S’il reste encore un intellectuel pour croire à la noblesse de l’esprit, c’est bien lui. Il est hollandais. Il s’appelle Rob Riemen. A l’heure du relativisme des valeurs et du nihilisme, lui rend hommage à ces grands hommes que furent Socrate, Goethe ou Camus. Grands justement par cette noblesse de l’esprit, dignité oubliée chère à Spinoza. Thomas Mann lui-même disait que là où disparaît cet idéal disparaît la civilisation. Voici quatre extraits de l’ouvrage magnifique de Rob Riemen.
Essayiste, Rob Riemen est le fondateur et président de l’Institut Nexus, centre international de réflexion qui a pour vocation d’alimenter le débat philosophique et culturel occidental.
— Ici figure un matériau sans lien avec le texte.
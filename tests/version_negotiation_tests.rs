//! End-to-end version negotiation over an in-memory duplex stream.

#![allow(clippy::unwrap_used, clippy::expect_used, clippy::panic)]

use bytes::{Buf, BufMut, BytesMut};
use sftp_core::handlers::fs::FsHandler;
use sftp_core::{Config, Session};
use tempfile::TempDir;
use tokio::io::{AsyncReadExt, AsyncWriteExt};

fn test_config() -> (Config, TempDir) {
    let dir = tempfile::tempdir().unwrap();
    let config = Config {
        root_dir: dir.path().to_path_buf(),
        ..Config::default()
    };
    (config, dir)
}

async fn send_frame(client: &mut tokio::io::DuplexStream, body: &[u8]) {
    client
        .write_all(&(body.len() as u32).to_be_bytes())
        .await
        .unwrap();
    client.write_all(body).await.unwrap();
}

async fn read_frame(client: &mut tokio::io::DuplexStream) -> BytesMut {
    let mut len_buf = [0u8; 4];
    client.read_exact(&mut len_buf).await.unwrap();
    let len = u32::from_be_bytes(len_buf) as usize;
    let mut body = vec![0u8; len];
    client.read_exact(&mut body).await.unwrap();
    BytesMut::from(&body[..])
}

fn init_frame(version: u32) -> Vec<u8> {
    let mut body = BytesMut::new();
    body.put_u8(1); // SSH_FXP_INIT
    body.extend_from_slice(&version.to_be_bytes());
    body.to_vec()
}

#[tokio::test]
async fn init_v3_omits_newline_and_supported_blocks() {
    let (config, _dir) = test_config();
    let (mut client, server) = tokio::io::duplex(64 * 1024);
    let (reader, writer) = tokio::io::split(server);
    let handler = FsHandler::new(&config);
    let session = Session::new(reader, writer, handler, config);
    tokio::spawn(session.run());

    send_frame(&mut client, &init_frame(3)).await;
    let mut reply = read_frame(&mut client).await;

    assert_eq!(reply.get_u8(), 2); // SSH_FXP_VERSION
    assert_eq!(reply.get_u32(), 3);

    // "vendor-id" must be present; "newline"/"supported" must not.
    let remaining = reply.freeze();
    let text = String::from_utf8_lossy(&remaining);
    assert!(text.contains("vendor-id"));
    assert!(!text.contains("newline"));
    assert!(!text.contains("supported"));
}

#[tokio::test]
async fn init_v4_advertises_newline_but_not_supported() {
    let (config, _dir) = test_config();
    let (mut client, server) = tokio::io::duplex(64 * 1024);
    let (reader, writer) = tokio::io::split(server);
    let handler = FsHandler::new(&config);
    let session = Session::new(reader, writer, handler, config);
    tokio::spawn(session.run());

    send_frame(&mut client, &init_frame(4)).await;
    let mut reply = read_frame(&mut client).await;

    assert_eq!(reply.get_u8(), 2);
    assert_eq!(reply.get_u32(), 4);

    let remaining = reply.freeze();
    let text = String::from_utf8_lossy(&remaining);
    assert!(text.contains("newline"));
    assert!(!text.contains("supported"));
}

#[tokio::test]
async fn re_init_is_rejected_with_failure() {
    let (config, _dir) = test_config();
    let (mut client, server) = tokio::io::duplex(64 * 1024);
    let (reader, writer) = tokio::io::split(server);
    let handler = FsHandler::new(&config);
    let session = Session::new(reader, writer, handler, config);
    tokio::spawn(session.run());

    send_frame(&mut client, &init_frame(3)).await;
    let _ = read_frame(&mut client).await;

    send_frame(&mut client, &init_frame(3)).await;
    let mut reply = read_frame(&mut client).await;

    assert_eq!(reply.get_u8(), 101); // SSH_FXP_STATUS
    reply.get_u32(); // request id (sentinel 0)
    assert_eq!(reply.get_u32(), 4); // SSH_FX_FAILURE
}
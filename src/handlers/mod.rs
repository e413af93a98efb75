//! Request handler implementations.
//!
//! The core dispatches to whatever implements [`crate::session::RequestHandler`];
//! [`fs::FsHandler`] is the one concrete backend this crate ships.

pub mod fs;
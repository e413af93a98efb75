//! Protocol descriptor: per-version command tables, capability bits,
//! and status-code ceilings.
//!
//! Five compile-time tables exist: [`Descriptor::pre_init`], and one each
//! for v3 through v6. The dispatcher holds a pointer to exactly one of
//! them at a time, starting at `pre_init` and swapping to the chosen
//! version's table the moment `INIT` is handled (see [`crate::session`]).

/// SFTP request/response message type tags, as they appear in byte zero
/// of every packet body.
#[repr(u8)]
#[derive(Debug, Clone, Copy, PartialEq, Eq)]
pub enum MessageType {
    /// Negotiate protocol version. No request id follows.
    Init = 1,
    /// Response to `Init`.
    Version = 2,
    /// Open (or create) a file, returning a handle.
    Open = 3,
    /// Close a handle.
    Close = 4,
    /// Read from a file handle.
    Read = 5,
    /// Write to a file handle.
    Write = 6,
    /// Get attributes by path, not following a trailing symlink.
    Lstat = 7,
    /// Get attributes by handle.
    Fstat = 8,
    /// Set attributes by path.
    Setstat = 9,
    /// Set attributes by handle.
    Fsetstat = 10,
    /// Open a directory handle.
    Opendir = 11,
    /// Read the next batch of directory entries.
    Readdir = 12,
    /// Remove a file.
    Remove = 13,
    /// Create a directory.
    Mkdir = 14,
    /// Remove a directory.
    Rmdir = 15,
    /// Canonicalize a path.
    Realpath = 16,
    /// Get attributes by path, following a trailing symlink.
    Stat = 17,
    /// Rename (or move) a file or directory.
    Rename = 18,
    /// Read the target of a symbolic link.
    Readlink = 19,
    /// Create a symbolic link.
    Symlink = 20,
    /// Status response.
    Status = 101,
    /// Handle response.
    Handle = 102,
    /// Data response.
    Data = 103,
    /// Name-list response (realpath, readdir, readlink).
    Name = 104,
    /// Attributes response.
    Attrs = 105,
    /// Vendor extension request.
    Extended = 200,
    /// Vendor extension response.
    ExtendedReply = 201,
}

impl TryFrom<u8> for MessageType {
    type Error = crate::Error;

    fn try_from(value: u8) -> Result<Self, Self::Error> {
        Ok(match value {
            1 => MessageType::Init,
            2 => MessageType::Version,
            3 => MessageType::Open,
            4 => MessageType::Close,
            5 => MessageType::Read,
            6 => MessageType::Write,
            7 => MessageType::Lstat,
            8 => MessageType::Fstat,
            9 => MessageType::Setstat,
            10 => MessageType::Fsetstat,
            11 => MessageType::Opendir,
            12 => MessageType::Readdir,
            13 => MessageType::Remove,
            14 => MessageType::Mkdir,
            15 => MessageType::Rmdir,
            16 => MessageType::Realpath,
            17 => MessageType::Stat,
            18 => MessageType::Rename,
            19 => MessageType::Readlink,
            20 => MessageType::Symlink,
            101 => MessageType::Status,
            102 => MessageType::Handle,
            103 => MessageType::Data,
            104 => MessageType::Name,
            105 => MessageType::Attrs,
            200 => MessageType::Extended,
            201 => MessageType::ExtendedReply,
            other => {
                return Err(crate::Error::protocol(format!(
                    "unknown message type: {other}"
                )))
            }
        })
    }
}

/// A negotiated protocol version, or the pre-negotiation sentinel.
#[derive(Debug, Clone, Copy, PartialEq, Eq)]
pub enum ProtocolVersion {
    /// No `INIT` has been processed yet; only `INIT` itself dispatches.
    PreInit,
    /// Protocol version 3 ([draft-ietf-secsh-filexfer-02]).
    V3,
    /// Protocol version 4.
    V4,
    /// Protocol version 5.
    V5,
    /// Protocol version 6 ([draft-ietf-secsh-filexfer-13]).
    V6,
}

impl ProtocolVersion {
    /// The wire number advertised in the `VERSION` response, or `None`
    /// for the pre-init sentinel (which never sends one).
    pub fn wire_number(self) -> Option<u32> {
        match self {
            ProtocolVersion::PreInit => None,
            ProtocolVersion::V3 => Some(3),
            ProtocolVersion::V4 => Some(4),
            ProtocolVersion::V5 => Some(5),
            ProtocolVersion::V6 => Some(6),
        }
    }

    /// Choose the descriptor a client advertising wire version `v` gets.
    /// Versions 0-2 are rejected (caller sends `OP_UNSUPPORTED` and stays
    /// pre-init); we never negotiate downward from 6 or above.
    pub fn select(v: u32) -> Option<ProtocolVersion> {
        match v {
            0..=2 => None,
            3 => Some(ProtocolVersion::V3),
            4 => Some(ProtocolVersion::V4),
            5 => Some(ProtocolVersion::V5),
            _ => Some(ProtocolVersion::V6),
        }
    }
}

/// One dispatchable SFTP operation, independent of wire version.
#[derive(Debug, Clone, Copy, PartialEq, Eq)]
pub enum Operation {
    /// Handled specially by the dispatcher, never by an external handler.
    Init,
    /// `SSH_FXP_OPEN`.
    Open,
    /// `SSH_FXP_CLOSE`.
    Close,
    /// `SSH_FXP_READ`.
    Read,
    /// `SSH_FXP_WRITE`.
    Write,
    /// `SSH_FXP_LSTAT`.
    Lstat,
    /// `SSH_FXP_FSTAT`.
    Fstat,
    /// `SSH_FXP_SETSTAT`.
    Setstat,
    /// `SSH_FXP_FSETSTAT`.
    Fsetstat,
    /// `SSH_FXP_OPENDIR`.
    Opendir,
    /// `SSH_FXP_READDIR`.
    Readdir,
    /// `SSH_FXP_REMOVE`.
    Remove,
    /// `SSH_FXP_MKDIR`.
    Mkdir,
    /// `SSH_FXP_RMDIR`.
    Rmdir,
    /// `SSH_FXP_REALPATH`.
    Realpath,
    /// `SSH_FXP_STAT`.
    Stat,
    /// `SSH_FXP_RENAME`.
    Rename,
    /// `SSH_FXP_READLINK`.
    Readlink,
    /// `SSH_FXP_SYMLINK`.
    Symlink,
}
#[cfg(test)]
#[allow(clippy::unwrap_used, clippy::expect_used, clippy::panic)]
mod tests {
    use super::*;

    #[test]
    fn resolve_path_rejects_escape_above_root() {
        let root = PathBuf::from("/srv/sftp");
        assert!(resolve_path(&root, b"../../etc/passwd").is_err());
    }

    #[test]
    fn resolve_path_joins_relative_path_under_root() {
        let root = PathBuf::from("/srv/sftp");
        let resolved = resolve_path(&root, b"/uploads/file.txt").unwrap();
        assert_eq!(resolved, PathBuf::from("/srv/sftp/uploads/file.txt"));
    }

    #[test]
    fn resolve_path_allows_parent_dir_that_stays_inside_root() {
        let root = PathBuf::from("/srv/sftp");
        let resolved = resolve_path(&root, b"/a/../b").unwrap();
        assert_eq!(resolved, PathBuf::from("/srv/sftp/b"));
    }

    #[tokio::test]
    async fn open_close_read_write_round_trip() {
        let dir = tempfile::tempdir().unwrap();
        let config = Config {
            root_dir: dir.path().to_path_buf(),
            ..Default::default()
        };
        let handler = FsHandler::new(&config);

        let mut open_body = BytesMut::new();
        codec::put_str(&mut open_body, "/greeting.txt");
        codec::put_u32(
            &mut open_body,
            OpenFlags::WRITE | OpenFlags::CREAT | OpenFlags::TRUNC,
        );
        codec::put_u32(&mut open_body, 0); // no attrs

        let mut out = BytesMut::new();
        let outcome = handler.open(&open_body, 1, &mut out).await;
        assert!(matches!(outcome, HandlerOutcome::Responded));

        let mut reply: &[u8] = &out;
        assert_eq!(codec::get_u8(&mut reply).unwrap(), MessageType::Handle as u8);
        assert_eq!(codec::get_u32(&mut reply).unwrap(), 1);
        let handle = codec::get_string(&mut reply).unwrap();

        let mut write_body = BytesMut::new();
        codec::put_string(&mut write_body, &handle);
        codec::put_u64(&mut write_body, 0);
        codec::put_str(&mut write_body, "hello world");
        let outcome = handler.write(&write_body).await;
        assert!(matches!(outcome, HandlerOutcome::Status(StatusCode::Ok)));

        let mut close_body = BytesMut::new();
        codec::put_string(&mut close_body, &handle);
        let outcome = handler.close(&close_body).await;
        assert!(matches!(outcome, HandlerOutcome::Status(StatusCode::Ok)));

        let contents = std::fs::read_to_string(dir.path().join("greeting.txt")).unwrap();
        assert_eq!(contents, "hello world");
    }

    #[tokio::test]
    async fn readonly_config_rejects_mutating_open() {
        let dir = tempfile::tempdir().unwrap();
        let config = Config {
            root_dir: dir.path().to_path_buf(),
            readonly: true,
            ..Default::default()
        };
        let handler = FsHandler::new(&config);

        let mut open_body = BytesMut::new();
        codec::put_str(&mut open_body, "/new.txt");
        codec::put_u32(&mut open_body, OpenFlags::WRITE | OpenFlags::CREAT);
        codec::put_u32(&mut open_body, 0);

        let mut out = BytesMut::new();
        let outcome = handler.open(&open_body, 1, &mut out).await;
        assert!(matches!(
            outcome,
            HandlerOutcome::Status(StatusCode::PermissionDenied)
        ));
    }

    #[tokio::test]
    async fn close_unknown_handle_is_invalid_handle() {
        let dir = tempfile::tempdir().unwrap();
        let config = Config {
            root_dir: dir.path().to_path_buf(),
            ..Default::default()
        };
        let handler = FsHandler::new(&config);

        let mut close_body = BytesMut::new();
        codec::put_str(&mut close_body, "bogus");
        let outcome = handler.close(&close_body).await;
        assert!(matches!(
            outcome,
            HandlerOutcome::Status(StatusCode::InvalidHandle)
        ));
    }
}
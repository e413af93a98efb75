//! Error types for the SFTP engine.

use thiserror::Error;

/// Result type alias used throughout the engine.
pub type Result<T> = std::result::Result<T, Error>;

/// Errors the engine itself can raise.
///
/// Per-request failures that originate in a handler are not represented
/// here — they travel back to the dispatcher as a status code (see
/// [`crate::status`]) or an already-encoded response, never as this type.
/// This enum is for failures that abort the connection or the process.
#[derive(Error, Debug)]
pub enum Error {
    /// I/O error reading or writing the underlying stream.
    #[error("I/O error: {0}")]
    Io(#[from] std::io::Error),

    /// A frame violated the length-prefix framing contract (zero length,
    /// or a truncated header/body after at least one byte was read).
    #[error("framing error: {0}")]
    Framing(String),

    /// A packet body was shorter than a field it claimed to contain.
    #[error("protocol parse error: {0}")]
    Protocol(String),

    /// Configuration file or value was invalid.
    #[error("configuration error: {0}")]
    Config(String),
}

impl Error {
    /// Build an [`Error::Protocol`] variant.
    pub fn protocol(msg: impl Into<String>) -> Self {
        Error::Protocol(msg.into())
    }

    /// Build an [`Error::Framing`] variant.
    pub fn framing(msg: impl Into<String>) -> Self {
        Error::Framing(msg.into())
    }
}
Mann était au sommet de sa gloire, et en même temps, il n’a jamais aussi profondément désespéré du sens de l’existence. Il avait bâti sa vie sur le principe moral de l’abnégation, du renoncement goethéen. Il s’était exercé à cette ascèse. Cela l’avait protégé de toutes les tentations et lui avait permis d’employer son temps au travail. Il s’asseyait encore chaque matin à neuf heures précises à son grand bureau d’acajou pour continuer son œuvre d’écrivain durant les heures paisibles du matin. Mais lesdites heures sont longues quand la feuille reste blanche. Quelle était à présent la justification de son existence ? « J’ai préféré la mélancolie qui espère, qui aspire et qui cherche, à celle qui, morne et stagnante, désespère », écrit Van Gogh dans l’une de ses lettres. C’est précisément cette mélancolie que Thomas Mann trouve chez Tchekhov, un homme et une œuvre auxquels il consacre, au cours de la dernière année de sa vie, l’un de ses plus beaux essais. Dans la vie et l’œuvre du jeune nouvelliste, il reconnaît sa propre éthique du travail, son propre humanisme empreint de scepticisme, son ironie, et l’idée que se changer soi-même, si l’on en est capable, est la plus grande des obligations morales.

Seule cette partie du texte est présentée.